=== Section Start ===
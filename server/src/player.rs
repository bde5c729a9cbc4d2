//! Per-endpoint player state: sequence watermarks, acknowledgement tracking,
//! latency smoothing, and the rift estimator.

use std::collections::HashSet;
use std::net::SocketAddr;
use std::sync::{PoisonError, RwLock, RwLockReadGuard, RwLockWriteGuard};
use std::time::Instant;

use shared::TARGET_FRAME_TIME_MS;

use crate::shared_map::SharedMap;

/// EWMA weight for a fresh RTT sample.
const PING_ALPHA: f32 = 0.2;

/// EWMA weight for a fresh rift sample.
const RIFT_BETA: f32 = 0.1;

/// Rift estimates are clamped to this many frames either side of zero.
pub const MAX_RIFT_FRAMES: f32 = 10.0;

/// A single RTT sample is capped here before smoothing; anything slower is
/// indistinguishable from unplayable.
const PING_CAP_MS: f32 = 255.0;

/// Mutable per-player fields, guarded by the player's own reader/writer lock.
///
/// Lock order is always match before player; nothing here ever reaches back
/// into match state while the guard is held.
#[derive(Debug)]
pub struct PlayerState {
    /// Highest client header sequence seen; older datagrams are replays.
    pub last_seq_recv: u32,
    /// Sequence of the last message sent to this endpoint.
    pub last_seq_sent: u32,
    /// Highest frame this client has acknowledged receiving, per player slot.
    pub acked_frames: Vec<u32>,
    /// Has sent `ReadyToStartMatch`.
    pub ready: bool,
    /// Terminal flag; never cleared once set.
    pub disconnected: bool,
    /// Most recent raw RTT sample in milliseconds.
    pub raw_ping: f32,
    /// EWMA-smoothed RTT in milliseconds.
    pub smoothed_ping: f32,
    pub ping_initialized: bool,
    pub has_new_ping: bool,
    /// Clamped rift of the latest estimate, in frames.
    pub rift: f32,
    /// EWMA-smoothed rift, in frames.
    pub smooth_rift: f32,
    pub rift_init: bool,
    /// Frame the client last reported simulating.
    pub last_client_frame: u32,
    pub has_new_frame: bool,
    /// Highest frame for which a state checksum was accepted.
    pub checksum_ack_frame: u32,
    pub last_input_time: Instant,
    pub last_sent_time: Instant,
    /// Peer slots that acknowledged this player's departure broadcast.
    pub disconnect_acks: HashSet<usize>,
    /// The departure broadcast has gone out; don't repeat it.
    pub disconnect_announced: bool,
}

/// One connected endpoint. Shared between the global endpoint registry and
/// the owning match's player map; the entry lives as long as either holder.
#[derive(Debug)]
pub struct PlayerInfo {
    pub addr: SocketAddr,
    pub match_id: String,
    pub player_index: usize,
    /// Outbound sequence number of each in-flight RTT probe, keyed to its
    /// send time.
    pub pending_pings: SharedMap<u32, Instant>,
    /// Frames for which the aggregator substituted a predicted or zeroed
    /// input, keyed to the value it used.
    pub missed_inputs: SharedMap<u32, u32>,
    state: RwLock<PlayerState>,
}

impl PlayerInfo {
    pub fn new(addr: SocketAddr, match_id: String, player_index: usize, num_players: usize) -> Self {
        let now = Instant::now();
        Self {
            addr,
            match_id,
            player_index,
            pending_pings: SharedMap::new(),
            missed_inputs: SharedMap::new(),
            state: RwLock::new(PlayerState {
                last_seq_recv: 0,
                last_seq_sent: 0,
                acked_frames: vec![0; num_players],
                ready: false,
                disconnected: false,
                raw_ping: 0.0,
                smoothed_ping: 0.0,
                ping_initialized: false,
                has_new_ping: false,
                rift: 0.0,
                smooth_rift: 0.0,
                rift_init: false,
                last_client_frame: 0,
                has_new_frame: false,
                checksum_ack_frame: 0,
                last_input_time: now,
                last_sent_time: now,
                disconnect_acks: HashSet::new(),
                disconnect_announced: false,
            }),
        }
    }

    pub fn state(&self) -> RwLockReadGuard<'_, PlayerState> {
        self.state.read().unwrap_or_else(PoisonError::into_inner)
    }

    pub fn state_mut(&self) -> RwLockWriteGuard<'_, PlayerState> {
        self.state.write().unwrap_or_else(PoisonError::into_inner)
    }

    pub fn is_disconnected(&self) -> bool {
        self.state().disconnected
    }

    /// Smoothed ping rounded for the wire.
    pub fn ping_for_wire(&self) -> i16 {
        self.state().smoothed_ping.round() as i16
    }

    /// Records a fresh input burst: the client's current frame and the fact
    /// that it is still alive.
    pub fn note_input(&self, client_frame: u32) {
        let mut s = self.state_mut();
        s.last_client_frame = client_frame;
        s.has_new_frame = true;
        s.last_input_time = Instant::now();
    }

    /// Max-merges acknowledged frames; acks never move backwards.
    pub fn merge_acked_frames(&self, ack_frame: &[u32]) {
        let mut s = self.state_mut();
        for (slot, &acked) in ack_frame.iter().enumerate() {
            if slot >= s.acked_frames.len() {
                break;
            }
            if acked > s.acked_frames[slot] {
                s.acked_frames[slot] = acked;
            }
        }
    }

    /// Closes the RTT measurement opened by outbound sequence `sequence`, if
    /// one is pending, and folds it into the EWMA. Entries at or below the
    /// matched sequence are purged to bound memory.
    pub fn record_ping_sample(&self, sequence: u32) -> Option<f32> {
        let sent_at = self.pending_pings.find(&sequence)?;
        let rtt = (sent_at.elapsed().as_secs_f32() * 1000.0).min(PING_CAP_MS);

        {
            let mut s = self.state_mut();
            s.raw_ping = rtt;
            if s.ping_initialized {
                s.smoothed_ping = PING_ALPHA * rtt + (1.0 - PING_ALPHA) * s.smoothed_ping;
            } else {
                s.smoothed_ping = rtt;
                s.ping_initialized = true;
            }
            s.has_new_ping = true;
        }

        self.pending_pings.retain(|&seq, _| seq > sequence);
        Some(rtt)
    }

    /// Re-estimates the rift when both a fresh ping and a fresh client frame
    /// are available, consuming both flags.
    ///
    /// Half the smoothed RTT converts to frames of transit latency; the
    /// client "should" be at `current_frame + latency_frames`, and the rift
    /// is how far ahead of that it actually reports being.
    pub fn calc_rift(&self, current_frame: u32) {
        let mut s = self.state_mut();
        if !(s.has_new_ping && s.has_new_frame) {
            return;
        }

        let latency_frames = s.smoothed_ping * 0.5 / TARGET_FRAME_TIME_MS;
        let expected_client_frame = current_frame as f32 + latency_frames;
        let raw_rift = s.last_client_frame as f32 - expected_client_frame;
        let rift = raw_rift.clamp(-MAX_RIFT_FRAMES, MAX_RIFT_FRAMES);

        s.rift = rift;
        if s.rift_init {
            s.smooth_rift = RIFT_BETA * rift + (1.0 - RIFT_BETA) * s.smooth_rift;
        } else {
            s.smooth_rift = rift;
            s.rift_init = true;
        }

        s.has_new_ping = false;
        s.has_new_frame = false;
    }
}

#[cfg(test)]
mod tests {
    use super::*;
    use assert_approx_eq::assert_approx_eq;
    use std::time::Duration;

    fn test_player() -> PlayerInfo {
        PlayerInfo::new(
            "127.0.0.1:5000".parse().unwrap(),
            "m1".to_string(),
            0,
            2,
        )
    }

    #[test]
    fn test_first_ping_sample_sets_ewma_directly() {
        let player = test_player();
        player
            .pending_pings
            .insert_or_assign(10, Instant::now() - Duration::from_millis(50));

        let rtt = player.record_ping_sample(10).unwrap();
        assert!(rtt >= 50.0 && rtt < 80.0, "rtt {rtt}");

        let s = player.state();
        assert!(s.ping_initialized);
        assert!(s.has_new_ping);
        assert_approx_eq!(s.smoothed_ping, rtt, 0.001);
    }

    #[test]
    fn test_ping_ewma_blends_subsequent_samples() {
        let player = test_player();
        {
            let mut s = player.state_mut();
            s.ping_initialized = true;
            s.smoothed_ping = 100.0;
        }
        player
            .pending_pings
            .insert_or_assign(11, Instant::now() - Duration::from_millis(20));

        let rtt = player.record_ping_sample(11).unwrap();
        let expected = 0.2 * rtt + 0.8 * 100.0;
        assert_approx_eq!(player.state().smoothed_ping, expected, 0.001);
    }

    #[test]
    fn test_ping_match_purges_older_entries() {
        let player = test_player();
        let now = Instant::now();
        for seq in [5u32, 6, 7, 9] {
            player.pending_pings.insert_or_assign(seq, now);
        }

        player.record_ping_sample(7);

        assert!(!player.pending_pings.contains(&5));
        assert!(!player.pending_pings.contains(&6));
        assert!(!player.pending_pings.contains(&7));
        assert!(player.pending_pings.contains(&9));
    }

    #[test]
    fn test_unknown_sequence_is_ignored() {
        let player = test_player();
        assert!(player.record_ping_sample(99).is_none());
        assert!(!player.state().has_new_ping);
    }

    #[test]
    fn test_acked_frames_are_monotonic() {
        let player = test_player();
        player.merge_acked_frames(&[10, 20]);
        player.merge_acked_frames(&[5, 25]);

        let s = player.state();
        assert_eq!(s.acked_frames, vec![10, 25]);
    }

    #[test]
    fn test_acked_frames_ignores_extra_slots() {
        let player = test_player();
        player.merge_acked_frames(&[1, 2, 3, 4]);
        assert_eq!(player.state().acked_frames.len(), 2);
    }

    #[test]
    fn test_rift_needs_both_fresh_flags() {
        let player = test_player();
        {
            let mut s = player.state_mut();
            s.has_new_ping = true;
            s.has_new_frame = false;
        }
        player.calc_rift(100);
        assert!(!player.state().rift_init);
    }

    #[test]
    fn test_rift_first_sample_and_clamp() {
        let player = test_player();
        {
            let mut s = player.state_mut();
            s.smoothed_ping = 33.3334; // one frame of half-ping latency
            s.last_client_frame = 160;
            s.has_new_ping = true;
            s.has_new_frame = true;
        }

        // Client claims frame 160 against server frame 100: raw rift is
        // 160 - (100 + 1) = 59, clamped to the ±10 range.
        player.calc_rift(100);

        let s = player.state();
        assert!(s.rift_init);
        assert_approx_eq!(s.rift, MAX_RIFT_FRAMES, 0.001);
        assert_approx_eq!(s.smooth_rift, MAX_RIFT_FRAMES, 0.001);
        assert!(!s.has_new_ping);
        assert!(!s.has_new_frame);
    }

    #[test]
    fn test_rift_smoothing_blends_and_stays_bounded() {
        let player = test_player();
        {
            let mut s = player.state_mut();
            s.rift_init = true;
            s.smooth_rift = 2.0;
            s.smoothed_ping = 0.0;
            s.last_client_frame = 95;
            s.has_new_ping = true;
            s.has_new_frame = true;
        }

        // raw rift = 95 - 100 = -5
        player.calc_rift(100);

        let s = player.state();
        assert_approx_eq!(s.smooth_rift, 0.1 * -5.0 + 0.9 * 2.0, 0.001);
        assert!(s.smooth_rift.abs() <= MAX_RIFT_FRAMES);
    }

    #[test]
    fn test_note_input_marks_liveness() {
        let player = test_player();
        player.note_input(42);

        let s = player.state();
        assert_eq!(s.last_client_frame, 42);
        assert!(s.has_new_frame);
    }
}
=== Section End ===
### WHAT IS EXPECTED
Lines in the listing above that contain the word "estimates" must be copied; leave out the rest.

### TASK SOLUTION
/// Rift estimates are clamped to this many frames either side of zero.
    /// Re-estimates the rift when both a fresh ping and a fresh client frame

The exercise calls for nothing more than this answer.